On dirait que le dramaturge suédois Lars Norén a connu cet épisode littéraire. Fort de l’histoire latino-américaine, de la répression terrible qu’il expose dans la première scène, il situe son Œdipe revisité entre Santiago du Chili et Paris. Là, un couple de Chiliens en exil, ex-militants de gauche, devenus l’un psychanalyste (touchant Sébastien Ricard), l’autre reporter de guerre (excellente Christine Beaulieu), retrouve le fils perdu (étonnant Émile Schneider), que la dictature de Pinochet lui a volé. La pièce repose sur un chassé-croisé passionnel des plus intense.

Moins fuyante que celle d’Aquin, la quête de Norén n’en est pas moins vertigineuse et tout autant fictive.
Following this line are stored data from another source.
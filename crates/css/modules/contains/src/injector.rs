//! Rewrites a container with a resolution produced by the matcher.

use css_syntax::{Declaration, Node, StyleRule};
use log::debug;

use crate::matcher::Resolution;

/// Index of the last declaration among `nodes`, skipping trailing rules, at-rules and comments.
pub fn last_declaration_index(nodes: &[Node]) -> Option<usize> {
    nodes.iter().rposition(Node::is_declaration)
}

/// Reconcile `resolution` with the container's own declarations and append what remains.
///
/// Conflicting own declarations are removed when the resolved value overrides, otherwise the
/// resolved value is dropped. Remaining values are inserted right after the last declaration,
/// in resolution order; a container without declarations gets them appended.
pub fn apply(rule: &mut StyleRule, mut resolution: Resolution) {
    // Back to front so removals keep the remaining indices valid.
    for index in (0..rule.nodes.len()).rev() {
        let Some(decl) = rule.nodes.get(index).and_then(Node::as_declaration) else {
            continue;
        };
        match resolution.get(&decl.name).map(|resolved| resolved.overrides) {
            Some(true) => {
                debug!(target: "css_contains", "`{}`: overriding `{decl}`", rule.prelude);
                rule.remove(index);
            }
            Some(false) => {
                resolution.shift_remove(&decl.name);
            }
            None => {}
        }
    }

    let mut at = last_declaration_index(&rule.nodes).map_or(rule.nodes.len(), |index| index + 1);
    for (property, resolved) in resolution {
        let decl = Declaration {
            name: property,
            value: resolved.value,
            important: resolved.important,
        };
        debug!(target: "css_contains", "`{}`: injecting `{decl}`", rule.prelude);
        rule.insert_before(at, decl);
        at += 1;
    }
}
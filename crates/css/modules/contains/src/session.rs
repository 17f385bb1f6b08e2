//! Two-phase document lifecycle: register every condition block, then rewrite containers.

use css_syntax::{StyleRule, Stylesheet};
use log::{debug, trace};

use crate::condition::{Condition, Query};
use crate::error::{ContainsError, ContainsWarning};
use crate::injector;
use crate::matcher;
use crate::options::Options;
use crate::registry::{PairRegistry, Registration, SingleRegistry};
use crate::store::ConditionStore;

/// At-keyword of condition blocks.
pub const AT_RULE_NAME: &str = "contains";

/// Where a session is in its per-document lifecycle.
#[derive(Clone, Copy, Debug, Default, PartialEq, Eq)]
pub enum Phase {
    /// No document registered; containers are left alone.
    #[default]
    Idle,
    /// Conditions registered; containers may be processed.
    Registered,
}

/// All state scoped to one document compile.
#[derive(Clone, Debug)]
pub struct Session {
    singles: SingleRegistry,
    pairs: PairRegistry,
    store: ConditionStore,
    phase: Phase,
}

impl Default for Session {
    fn default() -> Self {
        Self::new(Options::default())
    }
}

impl Session {
    pub fn new(options: Options) -> Self {
        Self {
            singles: SingleRegistry::new(options.duplication),
            pairs: PairRegistry::new(options.duplication),
            store: ConditionStore::new(),
            phase: Phase::Idle,
        }
    }

    pub const fn phase(&self) -> Phase {
        self.phase
    }

    /// Live conditions in registration order.
    pub fn conditions(&self) -> impl Iterator<Item = &Condition> {
        self.store.iter()
    }

    /// Number of live conditions.
    pub fn registered(&self) -> usize {
        self.store.len()
    }

    /// Route a condition to the registry owning its key.
    pub fn register(&mut self, condition: Condition) -> Registration {
        match condition.query.clone() {
            Query::Single { property } => self.singles.register(property, condition, &mut self.store),
            Query::Pair { property, value } => {
                self.pairs.register((property, value), condition, &mut self.store)
            }
        }
    }

    /// Detach every `@contains` block from `sheet`, validate it and register its condition.
    ///
    /// # Errors
    /// The first invalid block aborts registration; the document must not be used further.
    pub fn register_all(
        &mut self,
        sheet: &mut Stylesheet,
    ) -> Result<Vec<ContainsWarning>, ContainsError> {
        let blocks = sheet.take_at_rules(AT_RULE_NAME);
        debug!(target: "css_contains", "found {} @contains blocks", blocks.len());
        let mut warnings = Vec::new();
        for block in &blocks {
            let (condition, raised) = Condition::from_at_rule(block)?;
            warnings.extend(raised);
            self.register(condition);
        }
        self.phase = Phase::Registered;
        Ok(warnings)
    }

    /// Match `rule` against the registered conditions and rewrite it. Returns whether anything
    /// matched; an unmatched rule is left untouched.
    pub fn process_container(&mut self, rule: &mut StyleRule) -> bool {
        if self.phase != Phase::Registered {
            trace!(target: "css_contains", "no conditions registered; skipping `{}`", rule.prelude);
            return false;
        }
        let evaluation = matcher::evaluate(&self.store, rule);
        if evaluation.matched {
            injector::apply(rule, evaluation.resolution);
        }
        evaluation.matched
    }

    /// Drop every condition so the session can serve another document.
    pub fn reset_session(&mut self) {
        debug!(target: "css_contains", "resetting session ({} conditions)", self.store.len());
        self.store.clear();
        self.singles.clear();
        self.pairs.clear();
        self.phase = Phase::Idle;
    }
}
//! Registration-time diagnostics.

use thiserror::Error;

/// Fatal problems found while registering `@contains` blocks.
///
/// Both variants abort the compile of the current document.
#[derive(Debug, Error, Clone, PartialEq, Eq)]
pub enum ContainsError {
    /// Malformed condition parameters.
    #[error("invalid @contains {params}: {reason}")]
    Syntax {
        /// Raw parameter text of the offending block.
        params: String,
        reason: SyntaxIssue,
    },

    /// A condition block whose body cannot hold a payload.
    #[error("invalid @contains {params}: {reason}")]
    Structure {
        /// Raw parameter text of the offending block.
        params: String,
        reason: StructureIssue,
    },
}

/// What exactly is wrong with a condition's parameters.
#[derive(Debug, Error, Clone, PartialEq, Eq)]
pub enum SyntaxIssue {
    #[error("parameters must be wrapped in parentheses")]
    MissingParentheses,
    #[error("empty parentheses; expected `(property)` or `(property: value)`")]
    Empty,
    #[error("semicolons are not allowed inside the parameters")]
    Semicolon,
    #[error("missing value after `{property}:`")]
    MissingValue { property: String },
    #[error("`{property}` is not a valid property name")]
    InvalidProperty { property: String },
    #[error("unexpected `{text}` outside the parentheses")]
    UnexpectedText { text: String },
}

/// What exactly is wrong with a condition's body.
#[derive(Debug, Error, Clone, Copy, PartialEq, Eq)]
pub enum StructureIssue {
    #[error("missing `{{}}` block with declarations")]
    MissingBody,
    #[error("nested rules are not allowed inside @contains")]
    NestedRule,
    #[error("nested at-rules are not allowed inside @contains")]
    NestedAtRule,
}

/// Non-fatal findings surfaced to the caller while registration continues.
#[derive(Debug, Error, Clone, Copy, PartialEq, Eq)]
pub enum ContainsWarning {
    #[error("The @contains was empty; it provides no styles.")]
    EmptyBody,
    #[error("It's better to not use new lines inside @contains params.")]
    NewlineInParams,
}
Par l’artifice d’un cabinet de psychanalyste, la pièce trouve l’argument, à la fois réaliste et symbolique, qui refonde le mythe antique. Le premier inceste se jouera entre le père et le fils, avant qu’un récit de vie, un livre propulsé par une émission de télévision (qu’anime Alice Pascual), provoque la rencontre qui conduit au second inceste, cette fois entre la mère et le fils.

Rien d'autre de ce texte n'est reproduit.